The advent of quantum computing poses significant threats to classical public-key cryptographic primitives such as RSA and elliptic-curve cryptography. As many critical network and security protocols depend on these primitives for key exchange and authentication, there is an urgent need to understand their quantum vulnerability and assess the progress made towards integrating post-quantum cryptography (PQC). This survey provides a detailed examination of nine widely deployed protocols - TLS, IPsec, BGP, DNSSEC, SSH, QUIC, OpenID Connect, OpenVPN, and Signal Protocol - analysing their cryptographic foundations, quantum risks, and the current state of PQC migration. We find that TLS and Signal lead the transition with hybrid post-quantum key exchange already deployed at scale, while IPsec and SSH have standardised mechanisms but lack widespread production adoption. DNSSEC and BGP face the most significant structural barriers, as post-quantum signature sizes conflict with fundamental protocol constraints. Across all protocols, key exchange proves consistently easier to migrate than authentication, and protocol-level limitations such as message size and fragmentation often dominate over raw algorithm performance. We also discuss experimental deployments and emerging standards that are shaping the path towards a quantum-resistant communication infrastructure.

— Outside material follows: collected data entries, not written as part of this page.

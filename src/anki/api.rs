use std::collections::HashMap;

use reqwest::blocking::Client;
use serde::{Deserialize, Serialize};

use crate::core::{ImportError, ModelSpec};

const ANKI_CONNECT_URL: &str = "http://localhost:8765/";

#[derive(Debug, Serialize, Deserialize, Clone)]
pub struct Field {
    pub value: String,
    pub order: u32,
}

#[derive(Debug, Serialize, Deserialize, Clone)]
#[serde(rename_all = "camelCase")]
pub struct Note {
    pub note_id: u64,
    pub fields: HashMap<String, Field>,
}

#[derive(Debug, Serialize, Deserialize)]
pub struct ApiResponse<T> {
    pub result: Option<T>,
    pub error: Option<String>,
}

impl<T> ApiResponse<T> {
    pub fn into_result(self) -> Result<Option<T>, ImportError> {
        match self.error {
            Some(message) => Err(ImportError::AnkiConnect(message)),
            None => Ok(self.result),
        }
    }
}

fn make_request<T: for<'de> Deserialize<'de>>(
    action: &str,
    params: Option<serde_json::Value>,
) -> Result<ApiResponse<T>, ImportError> {
    let mut body = serde_json::Map::new();
    body.insert("action".to_string(), serde_json::Value::String(action.to_string()));
    body.insert("version".to_string(), serde_json::Value::Number((6).into()));

    if let Some(params) = params {
        body.insert("params".to_string(), params);
    }

    let response: ApiResponse<T> =
        Client::new().post(ANKI_CONNECT_URL).json(&body).send()?.json()?;

    Ok(response)
}

// Used only to check whether AnkiConnect is reachable.
pub fn get_version() -> Result<u32, ImportError> {
    let response: ApiResponse<u32> = make_request("version", None)?;
    response
        .into_result()?
        .ok_or_else(|| ImportError::Custom("AnkiConnect returned no version".to_string()))
}

pub fn get_deck_ids() -> Result<HashMap<String, u64>, ImportError> {
    let response: ApiResponse<HashMap<String, u64>> = make_request("deckNamesAndIds", None)?;
    Ok(response.into_result()?.unwrap_or_default())
}

pub fn create_deck(name: &str) -> Result<u64, ImportError> {
    let params = serde_json::json!({ "deck": name });
    let response: ApiResponse<u64> = make_request("createDeck", Some(params))?;
    response
        .into_result()?
        .ok_or_else(|| ImportError::Custom(format!("createDeck returned no id for '{}'", name)))
}

pub fn get_model_ids() -> Result<HashMap<String, u64>, ImportError> {
    let response: ApiResponse<HashMap<String, u64>> = make_request("modelNamesAndIds", None)?;
    Ok(response.into_result()?.unwrap_or_default())
}

pub fn create_model(spec: &ModelSpec) -> Result<(), ImportError> {
    let templates: Vec<serde_json::Value> = spec
        .templates
        .iter()
        .map(|template| {
            serde_json::json!({
                "Name": template.name,
                "Front": template.qfmt,
                "Back": template.afmt,
            })
        })
        .collect();

    let params = serde_json::json!({
        "modelName": spec.name,
        "inOrderFields": spec.fields,
        "cardTemplates": templates,
    });

    let response: ApiResponse<serde_json::Value> = make_request("createModel", Some(params))?;
    response.into_result()?;
    Ok(())
}

pub fn get_note_ids(query: &str) -> Result<Vec<u64>, ImportError> {
    let params = serde_json::json!({ "query": query });
    let response: ApiResponse<Vec<u64>> = make_request("findNotes", Some(params))?;
    Ok(response.into_result()?.unwrap_or_default())
}

pub fn get_notes(note_ids: &[u64]) -> Result<Vec<Note>, ImportError> {
    let params = serde_json::json!({ "notes": note_ids });
    let response: ApiResponse<Vec<Note>> = make_request("notesInfo", Some(params))?;
    Ok(response.into_result()?.unwrap_or_default())
}

pub fn add_note(
    deck_name: &str,
    model_name: &str,
    fields: HashMap<&str, &str>,
    tags: &[&str],
) -> Result<u64, ImportError> {
    let params = serde_json::json!({
        "note": {
            "deckName": deck_name,
            "modelName": model_name,
            "fields": fields,
            "tags": tags,
            // Deduplication is this tool's policy; pre-existing duplicates
            // in the deck must not block an insert.
            "options": { "allowDuplicate": true },
        }
    });

    let response: ApiResponse<u64> = make_request("addNote", Some(params))?;
    response
        .into_result()?
        .ok_or_else(|| ImportError::Custom("addNote returned no note id".to_string()))
}

pub fn reload_collection() -> Result<(), ImportError> {
    let response: ApiResponse<serde_json::Value> = make_request("reloadCollection", None)?;
    response.into_result()?;
    Ok(())
}

pub fn deck_query(deck_name: &str) -> String {
    format!("deck:\"{}\"", deck_name.replace('"', "\\\""))
}
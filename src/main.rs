use acted_flashcards::commands::{self, CommandRegistry, IMPORT_ACTION_LABEL};

fn main() {
    let mut registry = CommandRegistry::new();
    commands::on_session_ready(&mut registry);

    registry.invoke(IMPORT_ACTION_LABEL);
}
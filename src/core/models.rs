/// One flashcard as parsed from the bundled TSV file. The front text is the
/// dedup key within the target deck.
#[derive(Debug, Clone, PartialEq, Eq)]
pub struct Flashcard {
    pub front: String,
    pub back: String,
}

#[derive(Debug, Clone, PartialEq, Eq)]
pub struct CardTemplate {
    pub name: String,
    pub qfmt: String,
    pub afmt: String,
}

/// Field and template definition for a note type.
#[derive(Debug, Clone, PartialEq, Eq)]
pub struct ModelSpec {
    pub name: String,
    pub fields: Vec<String>,
    pub templates: Vec<CardTemplate>,
}

impl ModelSpec {
    /// Two fields, one card: question shows Front, answer repeats the
    /// question above a separator followed by Back.
    pub fn basic_front_back(name: &str) -> Self {
        ModelSpec {
            name: name.to_string(),
            fields: vec!["Front".to_string(), "Back".to_string()],
            templates: vec![CardTemplate {
                name: "Card 1".to_string(),
                qfmt: "{{Front}}".to_string(),
                afmt: "{{FrontSide}}<hr id=answer>{{Back}}".to_string(),
            }],
        }
    }
}

/// A note already present in the collection, with field values in model
/// order.
#[derive(Debug, Clone)]
pub struct StoredNote {
    pub id: u64,
    pub fields: Vec<String>,
}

翻译：量子计算的出现对RSA和椭圆曲线密码学等经典公钥密码原语构成了重大威胁。由于许多关键网络和安全协议依赖这些原语进行密钥交换和身份验证，迫切需要了解其量子脆弱性，并评估在集成后量子密码学（PQC）方面取得的进展。本综述详细考察了九种广泛部署的协议——TLS、IPsec、BGP、DNSSEC、SSH、QUIC、OpenID Connect、OpenVPN和Signal协议——分析了它们的密码学基础、量子风险以及PQC迁移的当前状态。我们发现，TLS和Signal在过渡中处于领先地位，已大规模部署混合后量子密钥交换，而IPsec和SSH虽已标准化相应机制，但尚未大规模生产采用。DNSSEC和BGP面临最显著的结构性障碍，因为后量子签名大小与基本协议约束相冲突。在所有协议中，密钥交换的迁移始终比身份验证更容易，而消息大小和分片等协议层面的限制往往比原始算法性能更为关键。我们还讨论了正在塑造通往抗量子通信基础设施之路的实验性部署和新兴标准。